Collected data
###

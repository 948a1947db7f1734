// SPDX-License-Identifier: AGPL-3.0-or-later
// Copyright (c) 2025 ReifyDB

use std::fmt;

use crate::{
	error::{BoxError, BridgeError, Result},
	response::{IntoResponse, QueryResponse},
	signature::QueryCall,
};

type Invoke = dyn FnMut(&mut QueryCall<'_>) -> Result<QueryResponse> + Send;

/// User predicate answering visibility and score for each visited node
pub struct QueryCallback {
	invoke: Box<Invoke>,
}

impl QueryCallback {
	/// Wrap a closure. Its error becomes [`BridgeError::User`] unchanged; its
	/// return value is validated through [`IntoResponse`].
	pub fn new<F, R, E>(mut f: F) -> Self
	where
		F: FnMut(&mut QueryCall<'_>) -> std::result::Result<R, E> + Send + 'static,
		R: IntoResponse,
		E: Into<BoxError>,
	{
		Self {
			invoke: Box::new(move |call: &mut QueryCall<'_>| {
				f(call).map_err(|e| BridgeError::User(e.into()))?.into_response()
			}),
		}
	}

	pub(crate) fn invoke(&mut self, call: &mut QueryCall<'_>) -> Result<QueryResponse> {
		(self.invoke)(call)
	}
}

impl fmt::Debug for QueryCallback {
	fn fmt(&self, f: &mut fmt::Formatter<'_>) -> fmt::Result {
		f.write_str("QueryCallback(..)")
	}
}
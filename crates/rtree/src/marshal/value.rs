// SPDX-License-Identifier: AGPL-3.0-or-later
// Copyright (c) 2025 ReifyDB

use std::str;

use rusqlite::types::{Value, ValueRef};

use super::copy_slice;
use crate::error::MarshalError;

/// Convert one native SQL value into the equivalent host value.
///
/// Text and blobs are copied using their declared byte length, so embedded
/// NUL bytes are kept. Text must be valid UTF-8.
pub fn marshal_value(value: ValueRef<'_>) -> Result<Value, MarshalError> {
	match value {
		ValueRef::Null => Ok(Value::Null),
		ValueRef::Integer(i) => Ok(Value::Integer(i)),
		ValueRef::Real(f) => Ok(Value::Real(f)),
		ValueRef::Text(bytes) => {
			let text = str::from_utf8(bytes).map_err(|e| MarshalError::InvalidUtf8 {
				valid_up_to: e.valid_up_to(),
			})?;
			let mut out = String::new();
			out.try_reserve_exact(text.len()).map_err(|_| MarshalError::OutOfMemory {
				bytes: text.len(),
			})?;
			out.push_str(text);
			Ok(Value::Text(out))
		}
		ValueRef::Blob(bytes) => copy_slice(bytes).map(Value::Blob),
	}
}
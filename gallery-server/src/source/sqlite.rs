//! Relational metadata store (SQLite)
//!
//! Rows of `paintings` plus their `painting_tags`. `published` is a nullable
//! integer; NULL is passed on as "absent" so the normalizer's default applies.

use async_trait::async_trait;
use gallery_common::Result;
use sqlx::sqlite::SqliteRow;
use sqlx::{Row, SqlitePool};
use std::collections::HashMap;

use super::{MetadataSource, RawFlag, RawRecord};

const SELECT_PAINTINGS: &str = r#"
    SELECT public_id, dest_path, label_number, caption, category,
           width, height, format, published, verified, created_at
    FROM paintings
"#;

/// Metadata source backed by the gallery SQLite database
#[derive(Clone)]
pub struct SqliteSource {
    pool: SqlitePool,
}

impl SqliteSource {
    pub fn new(pool: SqlitePool) -> Self {
        Self { pool }
    }

    pub fn pool(&self) -> &SqlitePool {
        &self.pool
    }

    async fn exists(&self, id: &str) -> Result<bool> {
        let found: Option<i64> =
            sqlx::query_scalar("SELECT 1 FROM paintings WHERE public_id = ?")
                .bind(id)
                .fetch_optional(&self.pool)
                .await?;
        Ok(found.is_some())
    }

    async fn tags_for(&self, id: &str) -> Result<Vec<String>> {
        let tags = sqlx::query_scalar("SELECT tag FROM painting_tags WHERE public_id = ? ORDER BY tag")
            .bind(id)
            .fetch_all(&self.pool)
            .await?;
        Ok(tags)
    }

    async fn all_tags(&self) -> Result<HashMap<String, Vec<String>>> {
        let rows: Vec<(String, String)> =
            sqlx::query_as("SELECT public_id, tag FROM painting_tags ORDER BY public_id, tag")
                .fetch_all(&self.pool)
                .await?;

        let mut by_id: HashMap<String, Vec<String>> = HashMap::new();
        for (id, tag) in rows {
            by_id.entry(id).or_default().push(tag);
        }
        Ok(by_id)
    }
}

/// Map one `paintings` row to a raw record (tags filled in by the caller)
fn row_to_raw(row: &SqliteRow) -> RawRecord {
    let dest_path: Option<String> = row.get("dest_path");
    let published: Option<i64> = row.get("published");
    let verified: i64 = row.get("verified");

    RawRecord {
        id: row.get("public_id"),
        label_number: row.get("label_number"),
        caption: row.get("caption"),
        folder: dest_path.clone(),
        category: row.get("category"),
        asset_path: dest_path,
        tags: Vec::new(),
        published: published.map(|p| RawFlag::Bool(p != 0)),
        verified: Some(RawFlag::Bool(verified != 0)),
        width: row.get("width"),
        height: row.get("height"),
        format: row.get("format"),
        created: row.get("created_at"),
    }
}

#[async_trait]
impl MetadataSource for SqliteSource {
    fn name(&self) -> &'static str {
        "sqlite"
    }

    async fn fetch_records(&self) -> Result<Vec<RawRecord>> {
        let rows = sqlx::query(&format!("{} ORDER BY created_at, public_id", SELECT_PAINTINGS))
            .fetch_all(&self.pool)
            .await?;

        let mut tags = self.all_tags().await?;

        Ok(rows
            .iter()
            .map(|row| {
                let mut raw = row_to_raw(row);
                if let Some(id) = raw.id.as_deref() {
                    raw.tags = tags.remove(id).unwrap_or_default();
                }
                raw
            })
            .collect())
    }

    async fn fetch_record(&self, id: &str) -> Result<Option<RawRecord>> {
        let row = sqlx::query(&format!("{} WHERE public_id = ?", SELECT_PAINTINGS))
            .bind(id)
            .fetch_optional(&self.pool)
            .await?;

        match row {
            Some(row) => {
                let mut raw = row_to_raw(&row);
                raw.tags = self.tags_for(id).await?;
                Ok(Some(raw))
            }
            None => Ok(None),
        }
    }

    async fn set_published(&self, id: &str, published: bool) -> Result<bool> {
        let result = sqlx::query(
            "UPDATE paintings SET published = ?, updated_at = CURRENT_TIMESTAMP WHERE public_id = ?",
        )
        .bind(published as i64)
        .bind(id)
        .execute(&self.pool)
        .await?;
        Ok(result.rows_affected() > 0)
    }

    async fn set_label_number(&self, id: &str, label_number: &str) -> Result<bool> {
        let result = sqlx::query(
            "UPDATE paintings SET label_number = ?, updated_at = CURRENT_TIMESTAMP WHERE public_id = ?",
        )
        .bind(label_number)
        .bind(id)
        .execute(&self.pool)
        .await?;
        Ok(result.rows_affected() > 0)
    }

    async fn set_verified(&self, id: &str, verified: bool) -> Result<bool> {
        let result = sqlx::query(
            "UPDATE paintings SET verified = ?, updated_at = CURRENT_TIMESTAMP WHERE public_id = ?",
        )
        .bind(verified as i64)
        .bind(id)
        .execute(&self.pool)
        .await?;
        Ok(result.rows_affected() > 0)
    }

    async fn add_tag(&self, id: &str, tag: &str) -> Result<bool> {
        if !self.exists(id).await? {
            return Ok(false);
        }
        sqlx::query("INSERT OR IGNORE INTO painting_tags (public_id, tag) VALUES (?, ?)")
            .bind(id)
            .bind(tag)
            .execute(&self.pool)
            .await?;
        Ok(true)
    }

    async fn remove_tag(&self, id: &str, tag: &str) -> Result<bool> {
        if !self.exists(id).await? {
            return Ok(false);
        }
        sqlx::query("DELETE FROM painting_tags WHERE public_id = ? AND tag = ?")
            .bind(id)
            .bind(tag)
            .execute(&self.pool)
            .await?;
        Ok(true)
    }
}
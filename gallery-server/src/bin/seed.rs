//! gallery-seed - import painting rows from a JSON export

use std::path::PathBuf;

use anyhow::{Context, Result};
use clap::Parser;
use gallery_common::config::GalleryConfig;
use gallery_common::db::init_database_pool;
use gallery_server::seed::import_json;
use tracing::info;

#[derive(Parser, Debug)]
#[command(name = "gallery-seed")]
#[command(about = "Import painting rows into the gallery database")]
#[command(version)]
struct Args {
    /// JSON file holding an array of painting rows
    #[arg(env = "GALLERY_SEED_JSON", default_value = "./data/images.json")]
    json: PathBuf,

    /// SQLite database path (defaults to the configured one)
    #[arg(short, long)]
    database: Option<PathBuf>,

    /// Path to a TOML config file
    #[arg(short, long, env = "GALLERY_CONFIG")]
    config: Option<PathBuf>,
}

#[tokio::main]
async fn main() -> Result<()> {
    tracing_subscriber::fmt()
        .with_env_filter(
            tracing_subscriber::EnvFilter::from_default_env()
                .add_directive(tracing::Level::INFO.into()),
        )
        .init();

    let args = Args::parse();

    let database_path = match args.database {
        Some(path) => path,
        None => {
            GalleryConfig::load(args.config.as_deref())
                .context("Failed to load configuration")?
                .database_path
        }
    };
    info!("Database path: {}", database_path.display());

    let pool = init_database_pool(&database_path)
        .await
        .context("Failed to open database")?;
    let report = import_json(&pool, &args.json)
        .await
        .with_context(|| format!("Failed to import {}", args.json.display()))?;

    info!(
        "Seed complete: {} inserted, {} skipped",
        report.inserted, report.skipped
    );
    Ok(())
}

###

Once the line containing "use std::str;" has been written out, please stop; every line before it, back to the first line of the records above, should be given exactly.

REPLY —
repository 948a1947db7f1734
// SPDX-License-Identifier: AGPL-3.0-or-later
// Copyright (c) 2025 ReifyDB

use std::fmt;

use crate::{
	error::{BoxError, BridgeError, Result},
	response::{IntoResponse, QueryResponse},
	signature::QueryCall,
};

type Invoke = dyn FnMut(&mut QueryCall<'_>) -> Result<QueryResponse> + Send;

/// User predicate answering visibility and score for each visited node
pub struct QueryCallback {
	invoke: Box<Invoke>,
}

impl QueryCallback {
	/// Wrap a closure. Its error becomes [`BridgeError::User`] unchanged; its
	/// return value is validated through [`IntoResponse`].
	pub fn new<F, R, E>(mut f: F) -> Self
	where
		F: FnMut(&mut QueryCall<'_>) -> std::result::Result<R, E> + Send + 'static,
		R: IntoResponse,
		E: Into<BoxError>,
	{
		Self {
			invoke: Box::new(move |call: &mut QueryCall<'_>| {
				f(call).map_err(|e| BridgeError::User(e.into()))?.into_response()
			}),
		}
	}

	pub(crate) fn invoke(&mut self, call: &mut QueryCall<'_>) -> Result<QueryResponse> {
		(self.invoke)(call)
	}
}

impl fmt::Debug for QueryCallback {
	fn fmt(&self, f: &mut fmt::Formatter<'_>) -> fmt::Result {
		f.write_str("QueryCallback(..)")
	}
}
filename crates/rtree/src/marshal/value.rs
// SPDX-License-Identifier: AGPL-3.0-or-later
// Copyright (c) 2025 ReifyDB

use std::str;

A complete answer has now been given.